PROBLEM DESCRIPTION
Stop after the line containing "and underscores. Accepted"; retype every line of the data before it exactly, starting from the first.

── EXERCISE INPUTS

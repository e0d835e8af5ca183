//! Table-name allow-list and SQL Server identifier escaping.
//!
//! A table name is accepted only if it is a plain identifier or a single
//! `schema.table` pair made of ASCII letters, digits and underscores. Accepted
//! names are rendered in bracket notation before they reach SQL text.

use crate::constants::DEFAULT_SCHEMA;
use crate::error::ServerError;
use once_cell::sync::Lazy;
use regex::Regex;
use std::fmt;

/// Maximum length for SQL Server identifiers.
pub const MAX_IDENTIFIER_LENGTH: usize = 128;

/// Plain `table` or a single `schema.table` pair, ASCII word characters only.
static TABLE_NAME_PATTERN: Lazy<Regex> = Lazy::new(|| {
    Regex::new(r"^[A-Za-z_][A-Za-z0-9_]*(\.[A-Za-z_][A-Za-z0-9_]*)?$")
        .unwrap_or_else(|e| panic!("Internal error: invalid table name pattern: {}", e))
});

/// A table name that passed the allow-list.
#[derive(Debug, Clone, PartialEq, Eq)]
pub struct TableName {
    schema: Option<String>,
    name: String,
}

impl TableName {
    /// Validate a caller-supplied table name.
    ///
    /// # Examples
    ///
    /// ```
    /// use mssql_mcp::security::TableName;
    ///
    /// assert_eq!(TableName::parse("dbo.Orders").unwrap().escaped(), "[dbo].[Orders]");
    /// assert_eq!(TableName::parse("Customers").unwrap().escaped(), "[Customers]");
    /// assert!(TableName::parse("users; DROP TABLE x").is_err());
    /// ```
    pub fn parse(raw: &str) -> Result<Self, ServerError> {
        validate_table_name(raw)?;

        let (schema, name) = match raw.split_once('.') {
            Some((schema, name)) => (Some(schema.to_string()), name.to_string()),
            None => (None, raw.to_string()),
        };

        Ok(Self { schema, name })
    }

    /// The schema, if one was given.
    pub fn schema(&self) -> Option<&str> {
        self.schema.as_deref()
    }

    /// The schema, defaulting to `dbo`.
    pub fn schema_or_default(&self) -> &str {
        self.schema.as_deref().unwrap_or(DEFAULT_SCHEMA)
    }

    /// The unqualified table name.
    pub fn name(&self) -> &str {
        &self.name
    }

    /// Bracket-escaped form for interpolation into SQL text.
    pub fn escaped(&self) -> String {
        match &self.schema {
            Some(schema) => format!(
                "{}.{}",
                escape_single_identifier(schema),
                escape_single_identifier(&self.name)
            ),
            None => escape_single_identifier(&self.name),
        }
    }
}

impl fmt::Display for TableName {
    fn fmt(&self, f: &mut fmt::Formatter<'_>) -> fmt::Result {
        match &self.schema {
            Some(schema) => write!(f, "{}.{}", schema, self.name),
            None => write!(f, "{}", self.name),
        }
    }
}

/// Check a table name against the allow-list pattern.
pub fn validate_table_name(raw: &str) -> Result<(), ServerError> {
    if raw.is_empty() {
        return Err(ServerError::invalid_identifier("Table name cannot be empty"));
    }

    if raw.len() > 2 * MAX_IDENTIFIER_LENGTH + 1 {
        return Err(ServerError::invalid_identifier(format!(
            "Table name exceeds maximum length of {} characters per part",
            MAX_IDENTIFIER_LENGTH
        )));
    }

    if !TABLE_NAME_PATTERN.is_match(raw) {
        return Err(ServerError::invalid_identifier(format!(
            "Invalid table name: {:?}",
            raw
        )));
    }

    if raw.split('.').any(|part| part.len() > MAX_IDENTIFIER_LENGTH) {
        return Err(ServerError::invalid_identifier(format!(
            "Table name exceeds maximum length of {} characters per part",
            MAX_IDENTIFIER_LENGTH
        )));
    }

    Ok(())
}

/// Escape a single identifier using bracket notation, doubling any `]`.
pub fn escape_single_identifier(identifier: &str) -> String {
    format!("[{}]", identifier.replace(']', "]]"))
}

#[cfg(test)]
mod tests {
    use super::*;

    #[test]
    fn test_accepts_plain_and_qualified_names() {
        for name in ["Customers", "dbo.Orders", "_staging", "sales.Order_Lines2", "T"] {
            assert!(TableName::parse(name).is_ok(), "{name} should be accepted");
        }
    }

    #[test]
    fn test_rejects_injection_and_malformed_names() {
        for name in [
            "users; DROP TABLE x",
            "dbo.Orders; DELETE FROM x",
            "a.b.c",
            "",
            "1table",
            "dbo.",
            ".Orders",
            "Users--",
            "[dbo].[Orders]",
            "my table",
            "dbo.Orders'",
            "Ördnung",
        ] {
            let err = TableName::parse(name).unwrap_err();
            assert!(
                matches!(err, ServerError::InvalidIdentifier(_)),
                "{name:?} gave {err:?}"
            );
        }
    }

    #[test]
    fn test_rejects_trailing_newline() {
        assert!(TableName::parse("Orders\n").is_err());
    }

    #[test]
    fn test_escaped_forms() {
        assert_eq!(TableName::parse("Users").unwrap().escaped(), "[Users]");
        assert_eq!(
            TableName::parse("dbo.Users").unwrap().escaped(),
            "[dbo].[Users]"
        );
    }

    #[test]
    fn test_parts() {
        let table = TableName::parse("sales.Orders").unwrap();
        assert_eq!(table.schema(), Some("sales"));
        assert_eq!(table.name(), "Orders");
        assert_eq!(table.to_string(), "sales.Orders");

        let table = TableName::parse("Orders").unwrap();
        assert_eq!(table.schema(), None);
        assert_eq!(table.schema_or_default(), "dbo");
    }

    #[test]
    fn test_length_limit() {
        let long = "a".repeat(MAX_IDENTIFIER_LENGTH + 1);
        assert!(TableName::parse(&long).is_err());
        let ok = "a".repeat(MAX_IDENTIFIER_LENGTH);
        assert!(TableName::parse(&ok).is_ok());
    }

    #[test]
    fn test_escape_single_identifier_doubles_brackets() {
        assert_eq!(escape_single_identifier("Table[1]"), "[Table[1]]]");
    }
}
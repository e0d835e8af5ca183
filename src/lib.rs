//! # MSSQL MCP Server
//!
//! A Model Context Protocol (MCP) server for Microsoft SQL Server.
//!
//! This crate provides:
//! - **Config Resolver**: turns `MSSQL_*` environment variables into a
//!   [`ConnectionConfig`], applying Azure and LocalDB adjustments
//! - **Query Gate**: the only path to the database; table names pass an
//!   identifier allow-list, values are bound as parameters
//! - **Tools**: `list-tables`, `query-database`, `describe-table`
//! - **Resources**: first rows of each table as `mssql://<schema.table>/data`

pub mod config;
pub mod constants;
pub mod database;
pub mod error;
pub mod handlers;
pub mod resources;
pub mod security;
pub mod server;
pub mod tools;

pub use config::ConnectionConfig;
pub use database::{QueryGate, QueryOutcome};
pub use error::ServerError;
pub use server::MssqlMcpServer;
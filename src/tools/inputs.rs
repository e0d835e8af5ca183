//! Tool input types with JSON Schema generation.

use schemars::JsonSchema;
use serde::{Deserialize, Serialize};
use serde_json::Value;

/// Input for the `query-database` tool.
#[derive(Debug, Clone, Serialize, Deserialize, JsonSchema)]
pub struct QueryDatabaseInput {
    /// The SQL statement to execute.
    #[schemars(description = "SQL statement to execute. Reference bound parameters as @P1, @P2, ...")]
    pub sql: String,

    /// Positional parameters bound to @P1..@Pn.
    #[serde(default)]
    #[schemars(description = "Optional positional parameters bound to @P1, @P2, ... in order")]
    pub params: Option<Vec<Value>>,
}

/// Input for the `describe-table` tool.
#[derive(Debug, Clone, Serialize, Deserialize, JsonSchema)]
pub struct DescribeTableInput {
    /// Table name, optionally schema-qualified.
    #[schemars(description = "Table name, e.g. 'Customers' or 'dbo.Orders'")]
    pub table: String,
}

────

THE COMPLETED TASK
repository e0d835e8af5ca183
//! Table-name allow-list and SQL Server identifier escaping.
//!
//! A table name is accepted only if it is a plain identifier or a single
//! `schema.table` pair made of ASCII letters, digits and underscores. Accepted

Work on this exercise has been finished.